2011-12-07 Thread Thomas Beale
On 06/12/2011 12:44, Seref Arikan wrote:
 A bunch of responses, most of which should actually go to a wiki page 
 for Bosphorus

 I've used binary serialization for AOM because although Eiffel is a 
 very impressive language, I am not happy about its libraries. Some of 
 them are mature, but for XML, I could not find anything that'd be 
 guaranteed to be maintained. 

I don't think there is any problem with them being maintained, they are 
part of the main Eiffel tool. The choice of Protocl buffers (or maybe 
there is another better variant?) makes sense on the basis of 
performance

 Protocol buffers is a technology that is used very heavily in Google, 
 and has a large community.
 Performance is the key aspect of protocol buffers. It is very, very 
 fast. When I'm exchanging simple messages over ZeroMQ (a very fast 
 queue framework that is used in Bosphorus) I can achieve microsecond 
 level performance (not even millisecond!) for Java to Eiffel 
 communication. For desktop tooling purposes, this is much faster than 
 XML.

orders of magnitude...



 Thomas is heroically responding to all queries without judgement, and 
 he is even implementing a lot of code, to give grounded answers, to 
 provide proofs.

don't give me too much credit: my lightweight serialisation library 
allowed me to implement JSON output in about 4 hours, plus two days 
background debugging of the {[]} 

 I guess I am not as mature and as dedicated as he is. I'd rather have 
 him working on adl 1.5 XSD schemas than proving people that openEHR 
 can do JSON if necessary. Because having XSDs for ADL 1.5 is going to 
 increase adoption of openEHR a lot more than having JSON output. If 
 anybody out there does not agree, please come forward and talk about 
 your JSON usage in your project which is about an actual information 
 system that is running, or is supposed to run in a clinical setting.

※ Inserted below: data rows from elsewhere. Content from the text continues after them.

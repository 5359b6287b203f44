//! Bounds-checked, non-owning views over caller-owned memory.
//!
//! A [`View`] is a `{base, length}` pair borrowed from storage someone else
//! owns: a slab arena, a heap's entry array, a ring buffer's backing vector.
//! Views never allocate and never free. Slicing a view produces another view
//! over the same memory, and every index is checked against the length with a
//! descriptive panic rather than silently reading a neighbour's data.
//!
//! [`ViewMut`] is the exclusive counterpart. Both can be reinterpreted as a
//! different plain-old-data element type through `bytemuck`, which checks
//! size and alignment at runtime instead of relying on `unsafe` casts.

use std::fmt;
use std::ops::{Bound, Index, IndexMut, RangeBounds};

use bytemuck::Pod;

use crate::error::ViewError;

#[track_caller]
#[inline]
fn check_index(index: usize, len: usize) {
    assert!(
        index < len,
        "index {index} out of range for view of length {len}"
    );
}

#[track_caller]
fn resolve_range(range: impl RangeBounds<usize>, len: usize) -> (usize, usize) {
    let start = match range.start_bound() {
        Bound::Included(&s) => s,
        Bound::Excluded(&s) => s + 1,
        Bound::Unbounded => 0,
    };
    let end = match range.end_bound() {
        Bound::Included(&e) => e + 1,
        Bound::Excluded(&e) => e,
        Bound::Unbounded => len,
    };
    assert!(
        start <= end && end <= len,
        "range {start}..{end} out of range for view of length {len}"
    );
    (start, end)
}

/// A shared, bounds-checked window over `T` elements owned elsewhere.
pub struct View<'a, T> {
    data: &'a [T],
}

impl<'a, T> View<'a, T> {
    /// Wrap a borrowed slice.
    #[inline]
    pub fn new(data: &'a [T]) -> Self {
        Self { data }
    }

    /// An empty view.
    #[inline]
    pub fn empty() -> Self {
        Self { data: &[] }
    }

    /// Number of elements in the view.
    #[inline]
    pub fn len(&self) -> usize {
        self.data.len()
    }

    /// Whether the view has no elements.
    #[inline]
    pub fn is_empty(&self) -> bool {
        self.data.is_empty()
    }

    /// Element at `index`, or `None` if out of range.
    #[inline]
    pub fn get(&self, index: usize) -> Option<&'a T> {
        self.data.get(index)
    }

    /// A sub-view over `range`.
    ///
    /// # Panics
    ///
    /// Panics if the range is inverted or extends past the end of the view.
    #[track_caller]
    pub fn slice(&self, range: impl RangeBounds<usize>) -> View<'a, T> {
        let (start, end) = resolve_range(range, self.data.len());
        View {
            data: &self.data[start..end],
        }
    }

    /// Split into `[0, mid)` and `[mid, len)`.
    ///
    /// # Panics
    ///
    /// Panics if `mid > len`.
    #[track_caller]
    pub fn split_at(&self, mid: usize) -> (View<'a, T>, View<'a, T>) {
        assert!(
            mid <= self.data.len(),
            "split point {mid} out of range for view of length {}",
            self.data.len()
        );
        let (a, b) = self.data.split_at(mid);
        (View { data: a }, View { data: b })
    }

    /// Iterate over the elements.
    #[inline]
    pub fn iter(&self) -> std::slice::Iter<'a, T> {
        self.data.iter()
    }

    /// The underlying slice.
    #[inline]
    pub fn as_slice(&self) -> &'a [T] {
        self.data
    }
}

impl<'a, T: Copy> View<'a, T> {
    /// Copy the elements into a freshly allocated `Vec`.
    pub fn to_vec(&self) -> Vec<T> {
        self.data.to_vec()
    }

    /// Copy every element into `dest`, which must have the same length.
    ///
    /// # Panics
    ///
    /// Panics if the lengths differ.
    #[track_caller]
    pub fn copy_to(&self, dest: &mut ViewMut<'_, T>) {
        assert_eq!(
            self.data.len(),
            dest.len(),
            "copy_to: source length {} != destination length {}",
            self.data.len(),
            dest.len()
        );
        dest.as_mut_slice().copy_from_slice(self.data);
    }
}

impl<'a, T: Pod> View<'a, T> {
    /// Reinterpret the bytes of this view as elements of type `U`.
    ///
    /// Fails if the byte length is not a multiple of `size_of::<U>()` or the
    /// base address is not aligned for `U`.
    pub fn reinterpret<U: Pod>(&self) -> Result<View<'a, U>, ViewError> {
        let bytes = std::mem::size_of_val(self.data);
        bytemuck::try_cast_slice(self.data)
            .map(View::new)
            .map_err(|e| ViewError::from_cast::<U>(e, bytes))
    }
}

impl<T> Clone for View<'_, T> {
    fn clone(&self) -> Self {
        *self
    }
}

impl<T> Copy for View<'_, T> {}

impl<T> Default for View<'_, T> {
    fn default() -> Self {
        Self::empty()
    }
}

impl<T> Index<usize> for View<'_, T> {
    type Output = T;

    #[track_caller]
    #[inline]
    fn index(&self, index: usize) -> &T {
        check_index(index, self.data.len());
        &self.data[index]
    }
}

impl<'a, T> From<&'a [T]> for View<'a, T> {
    fn from(data: &'a [T]) -> Self {
        Self::new(data)
    }
}

impl<'a, T> IntoIterator for View<'a, T> {
    type Item = &'a T;
    type IntoIter = std::slice::Iter<'a, T>;

    fn into_iter(self) -> Self::IntoIter {
        self.data.iter()
    }
}

impl<T: PartialEq> PartialEq<[T]> for View<'_, T> {
    fn eq(&self, other: &[T]) -> bool {
        self.data == other
    }
}

impl<T: fmt::Debug> fmt::Debug for View<'_, T> {
    fn fmt(&self, f: &mut fmt::Formatter<'_>) -> fmt::Result {
        f.debug_list().entries(self.data.iter()).finish()
    }
}

/// An exclusive, bounds-checked window over `T` elements owned elsewhere.
pub struct ViewMut<'a, T> {
    data: &'a mut [T],
}

impl<'a, T> ViewMut<'a, T> {
    /// Wrap a mutably borrowed slice.
    #[inline]
    pub fn new(data: &'a mut [T]) -> Self {
        Self { data }
    }

    /// Number of elements in the view.
    #[inline]
    pub fn len(&self) -> usize {
        self.data.len()
    }

    /// Whether the view has no elements.
    #[inline]
    pub fn is_empty(&self) -> bool {
        self.data.is_empty()
    }

    /// Element at `index`, or `None` if out of range.
    #[inline]
    pub fn get(&self, index: usize) -> Option<&T> {
        self.data.get(index)
    }

    /// Mutable element at `index`, or `None` if out of range.
    #[inline]
    pub fn get_mut(&mut self, index: usize) -> Option<&mut T> {
        self.data.get_mut(index)
    }

    /// A mutable sub-view over `range`, reborrowed from this view.
    ///
    /// # Panics
    ///
    /// Panics if the range is inverted or extends past the end of the view.
    #[track_caller]
    pub fn slice_mut(&mut self, range: impl RangeBounds<usize>) -> ViewMut<'_, T> {
        let (start, end) = resolve_range(range, self.data.len());
        ViewMut {
            data: &mut self.data[start..end],
        }
    }

    /// A shared view of the same memory.
    #[inline]
    pub fn as_view(&self) -> View<'_, T> {
        View { data: &*self.data }
    }

    /// Give up exclusivity, keeping the original lifetime.
    #[inline]
    pub fn into_view(self) -> View<'a, T> {
        View { data: self.data }
    }

    /// Swap the elements at `a` and `b`.
    ///
    /// # Panics
    ///
    /// Panics if either index is out of range.
    #[track_caller]
    pub fn swap(&mut self, a: usize, b: usize) {
        check_index(a, self.data.len());
        check_index(b, self.data.len());
        self.data.swap(a, b);
    }

    /// Iterate mutably over the elements.
    #[inline]
    pub fn iter_mut(&mut self) -> std::slice::IterMut<'_, T> {
        self.data.iter_mut()
    }

    /// The underlying slice.
    #[inline]
    pub fn as_slice(&self) -> &[T] {
        &*self.data
    }

    /// The underlying mutable slice.
    #[inline]
    pub fn as_mut_slice(&mut self) -> &mut [T] {
        &mut *self.data
    }
}

impl<T: Copy> ViewMut<'_, T> {
    /// Set every element to `value`.
    pub fn fill(&mut self, value: T) {
        self.data.fill(value);
    }

    /// Overwrite every element from `src`, which must have the same length.
    ///
    /// # Panics
    ///
    /// Panics if the lengths differ.
    #[track_caller]
    pub fn copy_from(&mut self, src: &[T]) {
        assert_eq!(
            self.data.len(),
            src.len(),
            "copy_from: destination length {} != source length {}",
            self.data.len(),
            src.len()
        );
        self.data.copy_from_slice(src);
    }

    /// Move the elements in `src` so they start at `dest`, like `memmove`.
    ///
    /// # Panics
    ///
    /// Panics if either range extends past the end of the view.
    #[track_caller]
    pub fn copy_within(&mut self, src: impl RangeBounds<usize>, dest: usize) {
        let (start, end) = resolve_range(src, self.data.len());
        assert!(
            dest + (end - start) <= self.data.len(),
            "copy_within destination {dest}..{} out of range for view of length {}",
            dest + (end - start),
            self.data.len()
        );
        self.data.copy_within(start..end, dest);
    }

    /// Copy the elements into a freshly allocated `Vec`.
    pub fn to_vec(&self) -> Vec<T> {
        self.data.to_vec()
    }
}

impl<'a, T: Pod> ViewMut<'a, T> {
    /// Reinterpret the bytes of this view as mutable elements of type `U`.
    pub fn reinterpret_mut<U: Pod>(&mut self) -> Result<ViewMut<'_, U>, ViewError> {
        let bytes = std::mem::size_of_val(&*self.data);
        bytemuck::try_cast_slice_mut(&mut *self.data)
            .map(ViewMut::new)
            .map_err(|e| ViewError::from_cast::<U>(e, bytes))
    }

    /// Like [`ViewMut::reinterpret_mut`], but consumes the view and keeps its
    /// lifetime.
    pub fn into_reinterpreted<U: Pod>(self) -> Result<ViewMut<'a, U>, ViewError> {
        let bytes = std::mem::size_of_val(&*self.data);
        bytemuck::try_cast_slice_mut(self.data)
            .map(ViewMut::new)
            .map_err(|e| ViewError::from_cast::<U>(e, bytes))
    }
}

impl<T> Index<usize> for ViewMut<'_, T> {
    type Output = T;

    #[track_caller]
    #[inline]
    fn index(&self, index: usize) -> &T {
        check_index(index, self.data.len());
        &self.data[index]
    }
}

impl<T> IndexMut<usize> for ViewMut<'_, T> {
    #[track_caller]
    #[inline]
    fn index_mut(&mut self, index: usize) -> &mut T {
        check_index(index, self.data.len());
        &mut self.data[index]
    }
}

impl<'a, T> From<&'a mut [T]> for ViewMut<'a, T> {
    fn from(data: &'a mut [T]) -> Self {
        Self::new(data)
    }
}

impl<T: fmt::Debug> fmt::Debug for ViewMut<'_, T> {
    fn fmt(&self, f: &mut fmt::Formatter<'_>) -> fmt::Result {
        f.debug_list().entries(self.data.iter()).finish()
    }
}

yes, I think it is about time we posted a proposed AOM 1.5 XSD...

- thomas




Could YAML replace dADL as human readable AOM serialization format?

2011-12-07 Thread Thomas Beale
On 07/12/2011 11:29, Erik Sundvall wrote:

 Good old which ADL? Please go back in the thread and note the 
 difference between dADL and cADL in the reasoning, dADL is a 
 reinvention of the wheel (object tree serialization)

Erik,
out of academic interest: was either YAML or JSON around in 2000, when I 
made a first version of dADL (I'm in a plane typing this, can't check)? 
If they were, I look silly ;-) If not... In any case, JSON is seriously 
semantically deficient for proper serialisation purposes and is in need 
of at least 2 basic enhancements to work correctly on any realistic 
data. I agree it is fairly readable, although why attribute names are in 
quotes is completely beyond me...I have not yet looked at YAML properly, 
but it looks like it probably does the job properly.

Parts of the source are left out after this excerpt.